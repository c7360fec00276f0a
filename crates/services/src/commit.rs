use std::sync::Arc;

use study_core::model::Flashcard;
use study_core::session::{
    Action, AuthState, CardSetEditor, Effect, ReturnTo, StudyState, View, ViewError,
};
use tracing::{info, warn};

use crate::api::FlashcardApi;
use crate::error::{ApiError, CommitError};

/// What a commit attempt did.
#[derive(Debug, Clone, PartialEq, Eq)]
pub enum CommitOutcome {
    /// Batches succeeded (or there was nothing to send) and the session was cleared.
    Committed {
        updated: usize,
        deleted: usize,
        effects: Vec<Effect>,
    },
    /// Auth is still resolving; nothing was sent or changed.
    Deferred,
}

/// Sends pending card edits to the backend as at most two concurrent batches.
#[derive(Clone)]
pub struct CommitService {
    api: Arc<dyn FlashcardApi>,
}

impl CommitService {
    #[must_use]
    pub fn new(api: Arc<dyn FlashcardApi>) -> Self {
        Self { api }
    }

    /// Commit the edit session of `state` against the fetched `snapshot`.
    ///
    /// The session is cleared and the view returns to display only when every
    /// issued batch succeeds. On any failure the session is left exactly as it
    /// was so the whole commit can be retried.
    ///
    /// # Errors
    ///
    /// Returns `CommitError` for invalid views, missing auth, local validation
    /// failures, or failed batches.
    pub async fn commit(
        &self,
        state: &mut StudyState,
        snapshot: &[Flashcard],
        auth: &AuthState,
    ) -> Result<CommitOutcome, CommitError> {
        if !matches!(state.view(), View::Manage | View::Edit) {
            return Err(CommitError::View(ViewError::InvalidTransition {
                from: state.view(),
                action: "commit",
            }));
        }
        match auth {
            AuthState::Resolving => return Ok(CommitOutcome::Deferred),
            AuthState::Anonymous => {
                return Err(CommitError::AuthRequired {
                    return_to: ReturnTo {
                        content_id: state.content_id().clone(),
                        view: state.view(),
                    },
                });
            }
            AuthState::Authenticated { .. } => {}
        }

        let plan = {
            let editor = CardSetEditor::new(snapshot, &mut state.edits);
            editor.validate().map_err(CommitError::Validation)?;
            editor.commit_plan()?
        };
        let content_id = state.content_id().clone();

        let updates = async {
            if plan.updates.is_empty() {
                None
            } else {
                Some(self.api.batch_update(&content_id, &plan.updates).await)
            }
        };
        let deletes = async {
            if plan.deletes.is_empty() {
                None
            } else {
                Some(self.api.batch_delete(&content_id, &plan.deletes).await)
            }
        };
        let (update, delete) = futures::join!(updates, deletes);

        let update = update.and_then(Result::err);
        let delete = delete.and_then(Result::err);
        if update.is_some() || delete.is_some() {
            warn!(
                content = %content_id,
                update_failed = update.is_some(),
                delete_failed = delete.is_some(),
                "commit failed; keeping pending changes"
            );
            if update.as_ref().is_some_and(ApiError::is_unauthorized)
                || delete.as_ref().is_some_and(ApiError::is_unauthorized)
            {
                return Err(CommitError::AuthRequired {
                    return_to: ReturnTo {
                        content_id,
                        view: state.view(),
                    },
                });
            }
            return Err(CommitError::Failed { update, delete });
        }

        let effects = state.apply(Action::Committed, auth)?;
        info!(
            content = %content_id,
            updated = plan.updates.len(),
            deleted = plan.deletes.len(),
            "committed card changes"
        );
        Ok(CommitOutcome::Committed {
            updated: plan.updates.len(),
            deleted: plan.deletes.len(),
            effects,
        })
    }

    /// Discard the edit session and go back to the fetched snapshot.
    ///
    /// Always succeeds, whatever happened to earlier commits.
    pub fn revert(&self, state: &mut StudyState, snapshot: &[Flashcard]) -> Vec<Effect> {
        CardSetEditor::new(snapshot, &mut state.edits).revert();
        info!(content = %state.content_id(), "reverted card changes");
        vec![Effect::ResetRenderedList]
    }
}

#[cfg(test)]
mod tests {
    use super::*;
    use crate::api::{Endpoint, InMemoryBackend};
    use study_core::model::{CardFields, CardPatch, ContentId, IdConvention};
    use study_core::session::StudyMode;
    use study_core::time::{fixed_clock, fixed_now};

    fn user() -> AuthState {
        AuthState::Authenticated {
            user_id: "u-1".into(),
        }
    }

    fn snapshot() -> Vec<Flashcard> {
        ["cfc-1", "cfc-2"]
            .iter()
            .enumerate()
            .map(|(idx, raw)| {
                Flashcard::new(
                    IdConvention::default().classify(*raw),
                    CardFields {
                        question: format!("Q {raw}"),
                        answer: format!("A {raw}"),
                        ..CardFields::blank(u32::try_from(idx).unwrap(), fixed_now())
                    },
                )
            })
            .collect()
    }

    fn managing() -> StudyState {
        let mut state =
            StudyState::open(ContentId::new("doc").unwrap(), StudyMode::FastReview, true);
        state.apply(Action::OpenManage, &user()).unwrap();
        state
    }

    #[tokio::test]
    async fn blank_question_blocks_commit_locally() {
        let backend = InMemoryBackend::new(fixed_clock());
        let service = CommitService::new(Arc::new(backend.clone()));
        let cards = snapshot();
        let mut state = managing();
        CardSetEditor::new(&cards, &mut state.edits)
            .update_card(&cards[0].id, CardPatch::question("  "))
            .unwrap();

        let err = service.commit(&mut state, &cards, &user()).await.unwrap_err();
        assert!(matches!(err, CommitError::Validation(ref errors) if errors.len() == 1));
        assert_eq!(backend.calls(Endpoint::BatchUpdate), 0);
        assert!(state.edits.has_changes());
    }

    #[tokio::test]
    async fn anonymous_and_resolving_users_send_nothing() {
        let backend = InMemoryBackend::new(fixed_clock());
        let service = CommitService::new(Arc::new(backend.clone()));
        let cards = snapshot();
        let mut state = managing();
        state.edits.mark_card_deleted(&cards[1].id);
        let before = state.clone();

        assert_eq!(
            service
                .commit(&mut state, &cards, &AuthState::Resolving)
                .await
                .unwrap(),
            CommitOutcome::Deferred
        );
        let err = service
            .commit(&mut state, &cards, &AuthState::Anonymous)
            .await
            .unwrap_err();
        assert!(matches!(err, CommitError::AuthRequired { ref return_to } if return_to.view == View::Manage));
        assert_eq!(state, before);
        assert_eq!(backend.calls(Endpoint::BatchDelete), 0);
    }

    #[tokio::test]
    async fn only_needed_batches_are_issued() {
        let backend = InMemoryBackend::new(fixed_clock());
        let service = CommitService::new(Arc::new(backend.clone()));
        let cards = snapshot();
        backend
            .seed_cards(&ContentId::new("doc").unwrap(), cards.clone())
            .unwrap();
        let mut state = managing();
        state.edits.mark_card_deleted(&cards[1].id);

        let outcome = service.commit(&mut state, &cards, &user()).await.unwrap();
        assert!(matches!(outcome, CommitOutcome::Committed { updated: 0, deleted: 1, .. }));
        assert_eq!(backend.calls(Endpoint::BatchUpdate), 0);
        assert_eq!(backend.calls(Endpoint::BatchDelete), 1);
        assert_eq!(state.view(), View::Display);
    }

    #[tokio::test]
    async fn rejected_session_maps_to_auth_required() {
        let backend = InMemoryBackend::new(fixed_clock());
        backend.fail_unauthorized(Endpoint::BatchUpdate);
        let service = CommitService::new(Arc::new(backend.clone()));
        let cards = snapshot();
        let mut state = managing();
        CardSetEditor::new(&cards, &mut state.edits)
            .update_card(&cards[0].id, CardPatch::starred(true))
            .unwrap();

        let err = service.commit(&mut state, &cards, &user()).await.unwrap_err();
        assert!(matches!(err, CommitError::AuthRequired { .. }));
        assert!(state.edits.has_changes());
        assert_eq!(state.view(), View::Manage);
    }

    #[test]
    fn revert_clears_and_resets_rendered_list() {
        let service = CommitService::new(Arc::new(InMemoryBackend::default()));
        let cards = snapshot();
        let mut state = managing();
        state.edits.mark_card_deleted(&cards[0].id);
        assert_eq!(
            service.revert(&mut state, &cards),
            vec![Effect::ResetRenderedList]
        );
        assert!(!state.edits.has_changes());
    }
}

§ §

Description of the task: The first line of the records and every line down to the line with "use crate::api::FlashcardApi;" must be quoted exactly; leave out all else.

Exercise answer:
repository c7360fec00276f0a
filename crates/services/src/commit.rs
use std::sync::Arc;

use study_core::model::Flashcard;
use study_core::session::{
    Action, AuthState, CardSetEditor, Effect, ReturnTo, StudyState, View, ViewError,
};
use tracing::{info, warn};

use crate::api::FlashcardApi;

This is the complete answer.